For those who’d like to live thoughtfully and consciously rather than reflexively but don’t know where to start, what is the first step?
I think you can begin by asking, What is it that has always fired my imagination? What has stirred my curiosity? What is the talent or interest that I’ve always set aside because I didn’t have time, or I didn’t think I could afford it? The more honestly you address these questions, the more your psyche will start giving you some responses over time.

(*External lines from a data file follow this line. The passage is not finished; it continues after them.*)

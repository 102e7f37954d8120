use crate::blockchain::core::chain::Block;
use crate::blockchain::core::merkle::{self, TxSeal};
use crate::crypto::{calculate_hash, Seal};
use crate::error::{ChainError, Result};
use crate::transaction::Transaction;
use chrono::{DateTime, Utc};

/// Builds and checks the seals that make blocks tamper-evident.
///
/// The validator is stateless; it is handed to a
/// [`crate::blockchain::BlockRepository`] at construction time.
#[derive(Debug, Clone, Copy, Default)]
pub struct Validator;

impl Validator {
    pub fn new() -> Self {
        Validator
    }

    /// Recomputes the block seal from `block`'s own fields and compares it to `seal`.
    pub fn validate_block(&self, seal: &Seal, block: &Block) -> Result<bool> {
        let expected = self.build_block_seal(
            &block.timestamp,
            block.prev_seal.as_ref(),
            block.tx_seal.as_deref(),
        )?;
        Ok(*seal == expected)
    }

    /// Checks that `tx_seal` is exactly the tree built from `tx_list`.
    ///
    /// An empty list is vacuously valid whatever `tx_seal` holds.
    pub fn validate_tx_seal(&self, tx_seal: Option<&[Seal]>, tx_list: &[Transaction]) -> Result<bool> {
        if tx_list.is_empty() {
            return Ok(true);
        }
        let Some(tx_seal) = tx_seal else {
            return Ok(false);
        };

        let tree = self.build_tx_seal(tx_list)?;
        Ok(tree.as_slice() == tx_seal)
    }

    /// Merkle inclusion proof of a single transaction against a stored tree.
    pub fn validate_transaction(&self, tx_seal: &[Seal], transaction: &Transaction) -> Result<bool> {
        let leaf = transaction.calculate_seal()?;
        Ok(merkle::verify_leaf(tx_seal, &leaf))
    }

    /// `H(prev_seal || root || marshal_timestamp(timestamp))`.
    ///
    /// Both `prev_seal` and `tx_seal` must be present; an empty `tx_seal`
    /// contributes an empty root.
    pub fn build_block_seal(
        &self,
        timestamp: &DateTime<Utc>,
        prev_seal: Option<&Seal>,
        tx_seal: Option<&[Seal]>,
    ) -> Result<Seal> {
        let (Some(prev_seal), Some(tx_seal)) = (prev_seal, tx_seal) else {
            return Err(ChainError::InsufficientFields);
        };

        let root = merkle::root(tx_seal).map(Seal::as_bytes).unwrap_or_default();
        let timestamp = marshal_timestamp(timestamp);

        let mut combined = Vec::with_capacity(prev_seal.len() + root.len() + timestamp.len());
        combined.extend_from_slice(prev_seal.as_bytes());
        combined.extend_from_slice(root);
        combined.extend_from_slice(timestamp.as_bytes());

        Ok(calculate_hash(&combined))
    }

    pub fn build_tx_seal(&self, tx_list: &[Transaction]) -> Result<TxSeal> {
        if tx_list.is_empty() {
            return Err(ChainError::EmptyTransactionList);
        }
        merkle::build_tree(merkle::leaf_seals(tx_list)?)
    }

    /// Fills in `tx_seal` and `seal` for a block whose other fields are final.
    pub fn seal_block(&self, block: &mut Block) -> Result<()> {
        let tx_seal = if block.tx_list.is_empty() {
            Vec::new()
        } else {
            self.build_tx_seal(&block.tx_list)?
        };
        let seal = self.build_block_seal(
            &block.timestamp,
            block.prev_seal.as_ref(),
            Some(tx_seal.as_slice()),
        )?;

        block.tx_seal = Some(tx_seal);
        block.seal = seal;
        Ok(())
    }
}

/// Canonical text form of a timestamp used inside block seals.
///
/// RFC 3339 in UTC with the fractional seconds trimmed of trailing zeros,
/// e.g. `2019-05-01T10:00:00.5Z`; whole seconds carry no fraction.
pub fn marshal_timestamp(timestamp: &DateTime<Utc>) -> String {
    let mut text = timestamp.format("%Y-%m-%dT%H:%M:%S").to_string();
    let nanos = timestamp.timestamp_subsec_nanos();
    if nanos > 0 {
        let fraction = format!("{:09}", nanos);
        text.push('.');
        text.push_str(fraction.trim_end_matches('0'));
    }
    text.push('Z');
    text
}
//! Transaction pool: transactions waiting to be committed in a block

use crate::error::{ChainError, Result};
use crate::transaction::Transaction;
use parking_lot::RwLock;
use std::collections::HashMap;
use tracing::{debug, warn};

/// Thread-safe pool of uncommitted transactions keyed by id.
///
/// Every operation takes the lock once, so a reader never observes an
/// add or remove half way through.
#[derive(Debug, Default)]
pub struct Mempool {
    transactions: RwLock<HashMap<String, Transaction>>,
}

impl Mempool {
    pub fn new() -> Self {
        Self::default()
    }

    pub fn add_transaction(&self, tx: Transaction) -> Result<()> {
        let mut transactions = self.transactions.write();
        if transactions.contains_key(&tx.id) {
            return Err(ChainError::DuplicateTransaction(tx.id));
        }
        debug!(tx_id = %tx.id, "Added transaction to pool");
        transactions.insert(tx.id.clone(), tx);
        Ok(())
    }

    /// Snapshot of every pooled transaction, in no particular order.
    pub fn get_all_uncommitted(&self) -> Vec<Transaction> {
        self.transactions.read().values().cloned().collect()
    }

    /// Drops the given transactions from the pool.
    ///
    /// Ids that are not pooled here are logged and skipped; a producer may
    /// commit transactions it did not take from this pool.
    pub fn remove_committed(&self, tx_list: &[Transaction]) {
        let mut transactions = self.transactions.write();
        for tx in tx_list {
            if transactions.remove(&tx.id).is_none() {
                warn!(tx_id = %tx.id, "Committed transaction was not in the pool");
            }
        }
    }

    pub fn contains(&self, tx_id: &str) -> bool {
        self.transactions.read().contains_key(tx_id)
    }

    pub fn len(&self) -> usize {
        self.transactions.read().len()
    }

    pub fn is_empty(&self) -> bool {
        self.transactions.read().is_empty()
    }
}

Psyche is the Greek word for soul. It’s all about purpose and meaning. Jungian analytic psychology is really about addressing what is most meaningful in your life. More people suffer pathologies of one kind or another because they’re disconnected from a meaningful journey. And what often evolves from that disconnection is their own treatment plan, which could be avoidance, busyness, investment in popular culture with all of its distractions, or self-medication of some kind. All of those are, in the long run, betrayals of the soul. Ultimately, one has to ask: What is it your life needs to be in service to? To some degree, the answer will involve serving the commitments we have to our relationships and to our work. That’s all legitimate. However, if you’re not serving something very deep within you, you’re going to be serving something that ultimately is trivial or about someone else’s life.
Life in America feels very heavy to many of us right now. Would you say this is an especially good time to go inward and listen to our deep wisdom?
This is, in fact, a chaotic and dark time. There’s no avoiding that. Apart from whatever you can do as a citizen to express your point of view, you have to realize that who you are is most defined by your values. What are your values? What really matters to you? Civilization, families, children depend on you continuing to serve your values in difficult times.
The world depends on parents being parents, and carpenters building the houses, and nurses helping people recover. So, continue to do what you do as a calling—not just as a job or duty, but as a calling. But also realize that whenever your own values are at stake, it’s time for you to show up in the way that makes sense to you.